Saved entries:
------------------------------------------------------------
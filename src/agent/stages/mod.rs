//! The five stage functions.
//!
//! Each takes the run state by value plus the ports it needs and returns
//! the state advanced by exactly one phase. Stages never call each other;
//! sequencing belongs to [`crate::agent::AnalystAgent`].

pub mod compute;
pub mod plan;
pub mod query;
pub mod retrieve;
pub mod synthesize;

pub use compute::{
    resolve_analysis, AnalysisAttempt, DIRECT_FALLBACK_PREFIX, FAILURE_MARKER,
    SKIPPED_FALLBACK_PREFIX,
};
pub use retrieve::{format_passages, NO_DOCUMENTS_FOUND};
//! Stage 4: generate and run a pandas snippet over the two tables.
//!
//! This stage never fails the run. Whatever goes wrong, the analysis field
//! ends up holding either the snippet output or a substitute built from the
//! SQL results:
//!
//! 1. the snippet ran and its output does not carry the failure marker:
//!    the output;
//! 2. the snippet reported a failure (raised, or bound no `result`) and SQL
//!    results exist: [`DIRECT_FALLBACK_PREFIX`] plus the leading SQL results;
//! 3. the code could not be produced or run at all (generation error, table
//!    load error, timeout, sandbox unavailable) and SQL results exist:
//!    [`SKIPPED_FALLBACK_PREFIX`] plus the leading SQL results;
//! 4. otherwise whatever text is available.

use tracing::{debug, warn};

use crate::agent::state::{Computed, Queried, RunState};
use crate::config::ContextLimits;
use crate::error::ExecutionError;
use crate::ports::{BoundTables, CodeExecutor, QueryExecutor, TextGenerator};
use crate::prompts::build_analysis_prompt;
use crate::utils::{strip_code_fences, truncate_chars};

/// Text marking a failed analysis inside otherwise successful output.
pub const FAILURE_MARKER: &str = "Error in analysis";

pub const DIRECT_FALLBACK_PREFIX: &str = "Using SQL results directly: ";
pub const SKIPPED_FALLBACK_PREFIX: &str = "Analysis step skipped. Using SQL results: ";

/// Tables bound into every snippet, by variable name.
pub const BOUND_TABLE_QUERIES: &[(&str, &str)] = &[
    ("loans_df", "SELECT * FROM loans"),
    ("transactions_df", "SELECT * FROM transactions"),
];

/// What happened when the stage tried to produce an analysis.
#[derive(Debug)]
pub enum AnalysisAttempt {
    /// The snippet ran and produced output.
    Output(String),
    /// The snippet ran and reported a failure.
    Reported(ExecutionError),
    /// No snippet result could be obtained; carries the error text.
    Unavailable(String),
}

pub async fn run(
    state: RunState<Queried>,
    generator: &dyn TextGenerator,
    tables: &dyn QueryExecutor,
    executor: &dyn CodeExecutor,
    limits: &ContextLimits,
) -> RunState<Computed> {
    let attempt = attempt_analysis(&state, generator, tables, executor, limits).await;
    match &attempt {
        AnalysisAttempt::Output(_) => {}
        AnalysisAttempt::Reported(e) => {
            warn!(run_id = %state.run_id(), error = %e, "Analysis snippet failed")
        }
        AnalysisAttempt::Unavailable(e) => {
            warn!(run_id = %state.run_id(), error = %e, "Analysis step skipped")
        }
    }

    let analysis = resolve_analysis(attempt, state.sql_results(), limits.fallback_sql_chars);
    let message = format!("**Statistical Analysis:**\n{}", analysis);
    state.record_analysis(analysis, message)
}

async fn attempt_analysis(
    state: &RunState<Queried>,
    generator: &dyn TextGenerator,
    tables: &dyn QueryExecutor,
    executor: &dyn CodeExecutor,
    limits: &ContextLimits,
) -> AnalysisAttempt {
    let prompt = build_analysis_prompt(
        truncate_chars(state.sql_results(), limits.sql_prompt_chars),
        state.analysis_plan(),
    );
    let snippet = match generator.generate(prompt.system, &prompt.user).await {
        Ok(raw) => strip_code_fences(&raw),
        Err(e) => return AnalysisAttempt::Unavailable(e.to_string()),
    };

    let mut bound = BoundTables::new();
    for (name, query) in BOUND_TABLE_QUERIES {
        match tables.execute_query(query).await {
            Ok(table) => {
                bound.insert(name.to_string(), table);
            }
            Err(e) => return AnalysisAttempt::Unavailable(e.to_string()),
        }
    }

    debug!(run_id = %state.run_id(), chars = snippet.chars().count(), "Executing analysis snippet");
    match executor.execute(&snippet, &bound).await {
        Ok(output) => AnalysisAttempt::Output(output),
        Err(e) if e.is_reported_failure() => AnalysisAttempt::Reported(e),
        Err(e) => AnalysisAttempt::Unavailable(e.to_string()),
    }
}

/// Applies the fallback ladder to an attempt.
pub fn resolve_analysis(attempt: AnalysisAttempt, sql_results: &str, fallback_chars: usize) -> String {
    let has_sql = !sql_results.is_empty();
    let leading_sql = || truncate_chars(sql_results, fallback_chars);

    match attempt {
        AnalysisAttempt::Output(output) if !output.contains(FAILURE_MARKER) => output,
        AnalysisAttempt::Output(_) | AnalysisAttempt::Reported(_) if has_sql => {
            format!("{}{}", DIRECT_FALLBACK_PREFIX, leading_sql())
        }
        AnalysisAttempt::Output(output) => output,
        AnalysisAttempt::Reported(e) => e.to_string(),
        AnalysisAttempt::Unavailable(_) if has_sql => {
            format!("{}{}", SKIPPED_FALLBACK_PREFIX, leading_sql())
        }
        AnalysisAttempt::Unavailable(message) => message,
    }
}
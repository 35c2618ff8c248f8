//! Hash-based text embeddings.
//!
//! Words and character trigrams are hashed into fixed buckets, plus a few
//! length statistics, then L2-normalized. No model is involved, so the
//! index can be built offline and is fully deterministic.

use ndarray::Array1;
use sha2::{Digest, Sha256};

/// Default embedding dimension.
pub const DEFAULT_DIMENSION: usize = 256;

/// Generator for text embeddings.
#[derive(Debug, Clone)]
pub struct TextEmbedder {
    dimension: usize,
}

impl Default for TextEmbedder {
    fn default() -> Self {
        Self::new(DEFAULT_DIMENSION)
    }
}

impl TextEmbedder {
    /// Creates an embedder. Dimensions below 8 are raised to 8.
    pub fn new(dimension: usize) -> Self {
        Self {
            dimension: dimension.max(8),
        }
    }

    pub fn dimension(&self) -> usize {
        self.dimension
    }

    /// Embeds `text` into a unit-length vector (all zeros for empty text).
    ///
    /// Layout: word buckets in the first half, character trigram buckets in
    /// the next quarter, text statistics in the rest.
    pub fn embed(&self, text: &str) -> Array1<f64> {
        let mut embedding = Array1::zeros(self.dimension);

        if text.trim().is_empty() {
            return embedding;
        }

        let text_lower = text.to_lowercase();

        let words: Vec<&str> = text_lower
            .split(|c: char| !c.is_alphanumeric())
            .filter(|w| !w.is_empty())
            .collect();
        let word_dim = self.dimension / 2;
        for word in &words {
            let pos = hash_to_index(word, word_dim);
            embedding[pos] += 1.0 / words.len() as f64;
        }

        let offset = word_dim;
        let trigram_dim = self.dimension / 4;
        let chars: Vec<char> = text_lower.chars().collect();
        let trigram_count = chars.len().saturating_sub(2).max(1) as f64;
        for window in chars.windows(3) {
            let trigram: String = window.iter().collect();
            let pos = offset + hash_to_index(&trigram, trigram_dim);
            embedding[pos] += 1.0 / trigram_count;
        }

        let stats_offset = offset + trigram_dim;
        embedding[stats_offset] = (text.len() as f64 / 1000.0).min(1.0) * 0.1;
        embedding[stats_offset + 1] = (words.len() as f64 / 200.0).min(1.0) * 0.1;

        normalize(&mut embedding);
        embedding
    }
}

/// Hashes a string to an index in `[0, max_index)`.
fn hash_to_index(input: &str, max_index: usize) -> usize {
    if max_index == 0 {
        return 0;
    }
    let mut hasher = Sha256::new();
    hasher.update(input.as_bytes());
    let hash_bytes = hasher.finalize();
    let hash_val = u32::from_be_bytes([hash_bytes[0], hash_bytes[1], hash_bytes[2], hash_bytes[3]]);
    hash_val as usize % max_index
}

/// Normalizes a vector to unit length (L2 norm).
fn normalize(v: &mut Array1<f64>) {
    let norm: f64 = v.iter().map(|x| x * x).sum::<f64>().sqrt();
    if norm > 1e-10 {
        v.mapv_inplace(|x| x / norm);
    }
}

/// Cosine similarity in `[-1, 1]`; zero when either vector is zero or the
/// lengths differ.
pub fn cosine_similarity(a: &Array1<f64>, b: &Array1<f64>) -> f64 {
    if a.len() != b.len() {
        return 0.0;
    }
    let dot_product = a.dot(b);
    let norm_a = a.dot(a).sqrt();
    let norm_b = b.dot(b).sqrt();

    if norm_a < 1e-10 || norm_b < 1e-10 {
        return 0.0;
    }

    dot_product / (norm_a * norm_b)
}
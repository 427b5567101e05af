//! Transport security layered over any [`Connect`] implementation.
//!
//! The TLS stack itself (mbedTLS, rustls, embedded-tls, a secure element...)
//! is supplied by the application through the [`Handshake`] trait. The
//! [`TlsConnector`] adapter opens a plain connection with the wrapped
//! connector, runs the handshake with the configured host as SNI name, and
//! hands the resulting encrypted session to the MQTT client as an ordinary
//! [`Connection`].
//!
//! ```rust,no_run
//! use libmqtt::network::tls::{Handshake, TlsConfig, TlsConnector, VerifyMode};
//! # use libmqtt::network::{Connection, Read, Write, Close, Connect};
//! # struct Plain;
//! # impl Read for Plain { type Error = (); fn read(&mut self, _: &mut [u8], _: u32) -> Result<usize, ()> { Ok(0) } }
//! # impl Write for Plain { type Error = (); fn write(&mut self, b: &[u8]) -> Result<usize, ()> { Ok(b.len()) } fn flush(&mut self) -> Result<(), ()> { Ok(()) } }
//! # impl Close for Plain { type Error = (); fn close(self) -> Result<(), ()> { Ok(()) } }
//! # impl Connection for Plain {}
//! # struct Net;
//! # impl Connect for Net { type Connection = Plain; type Error = (); fn connect(&mut self, _: &str, _: u16, _: u32) -> Result<Plain, ()> { Ok(Plain) } }
//! # struct Stack;
//! # impl Handshake<Plain> for Stack {
//! #     type Session = Plain; type Error = ();
//! #     fn handshake(&mut self, _: &TlsConfig<'_>, _: &str, t: Plain) -> Result<Plain, ()> { Ok(t) }
//! # }
//! static CA: &[u8] = b"-----BEGIN CERTIFICATE-----...";
//!
//! let config = TlsConfig {
//!     ca_cert: Some(CA),
//!     verify_mode: VerifyMode::Required,
//!     ..TlsConfig::default()
//! };
//! let connector = TlsConnector::new(Net, Stack, config);
//! ```

use super::error::Error;
use super::{Connect, Connection};

/// Peer certificate verification policy.
#[derive(Debug, Default, PartialEq, Eq, Clone, Copy)]
pub enum VerifyMode {
    /// Do not verify the broker certificate.
    None,
    /// Verify when a certificate is presented, but continue on failure.
    Optional,
    /// Abort the handshake unless the broker certificate verifies.
    #[default]
    Required,
}

/// Credentials and policy handed to the [`Handshake`] implementation.
///
/// Certificates and keys are PEM or DER blobs, typically `include_bytes!`
/// statics on embedded targets.
#[derive(Debug, Default, Clone, Copy)]
pub struct TlsConfig<'a> {
    /// CA certificate chain used to verify the broker.
    pub ca_cert: Option<&'a [u8]>,
    /// Client certificate for mutual TLS.
    pub client_cert: Option<&'a [u8]>,
    /// Private key matching `client_cert`.
    pub client_key: Option<&'a [u8]>,
    /// Certificate verification policy.
    pub verify_mode: VerifyMode,
    /// Overrides the SNI name; the connect host is used when `None`.
    pub server_name: Option<&'a str>,
}

/// A TLS stack capable of securing an established transport.
pub trait Handshake<T: Connection> {
    /// The encrypted session; closing it closes the underlying transport.
    type Session: Connection;
    /// Associated error type
    type Error: core::fmt::Debug;

    /// Run the client handshake over `transport`.
    ///
    /// On failure the implementation owns `transport` and must close it.
    fn handshake(
        &mut self,
        config: &TlsConfig<'_>,
        hostname: &str,
        transport: T,
    ) -> Result<Self::Session, Self::Error>;
}

/// A connector that wraps every connection of `N` in a TLS session.
#[derive(Debug)]
pub struct TlsConnector<'a, N, H> {
    inner: N,
    handshake: H,
    config: TlsConfig<'a>,
}

impl<'a, N, H> TlsConnector<'a, N, H>
where
    N: Connect,
    H: Handshake<N::Connection>,
{
    /// Layer `handshake` over the plain connector `inner`.
    pub fn new(inner: N, handshake: H, config: TlsConfig<'a>) -> Self {
        Self {
            inner,
            handshake,
            config,
        }
    }

    /// The TLS configuration in use.
    pub fn config(&self) -> &TlsConfig<'a> {
        &self.config
    }
}

impl<'a, N, H> Connect for TlsConnector<'a, N, H>
where
    N: Connect,
    H: Handshake<N::Connection>,
{
    type Connection = H::Session;
    type Error = Error;

    fn connect(
        &mut self,
        host: &str,
        port: u16,
        timeout_ms: u32,
    ) -> Result<Self::Connection, Self::Error> {
        let transport = self.inner.connect(host, port, timeout_ms).map_err(|e| {
            log::warn!("tls: transport connect to {}:{} failed: {:?}", host, port, e);
            Error::ConnectionRefused
        })?;

        let sni = self.config.server_name.unwrap_or(host);
        self.handshake
            .handshake(&self.config, sni, transport)
            .map_err(|e| {
                log::warn!("tls: handshake with {} failed: {:?}", sni, e);
                Error::HandshakeFailed
            })
    }
}
//! # Application Layer Network Protocols
//!
//! Protocols built on the transport traits in [`network`](crate::network).
//! They work with any type implementing
//! [`Connection`](crate::network::Connection), use fixed-size buffers, and
//! report failures through their own error enums.

/// MQTT client implementation.
///
/// Provides an MQTT 3.1.1 client for lightweight publish-subscribe messaging,
/// with automatic keep-alive and reconnection.
pub mod mqtt;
------------------------------------------------------------
__EXERCISE REQUIREMENTS__:
How many lines in the data above contain the string "step"? Reply with only the number.

__TASK RESULT__:
2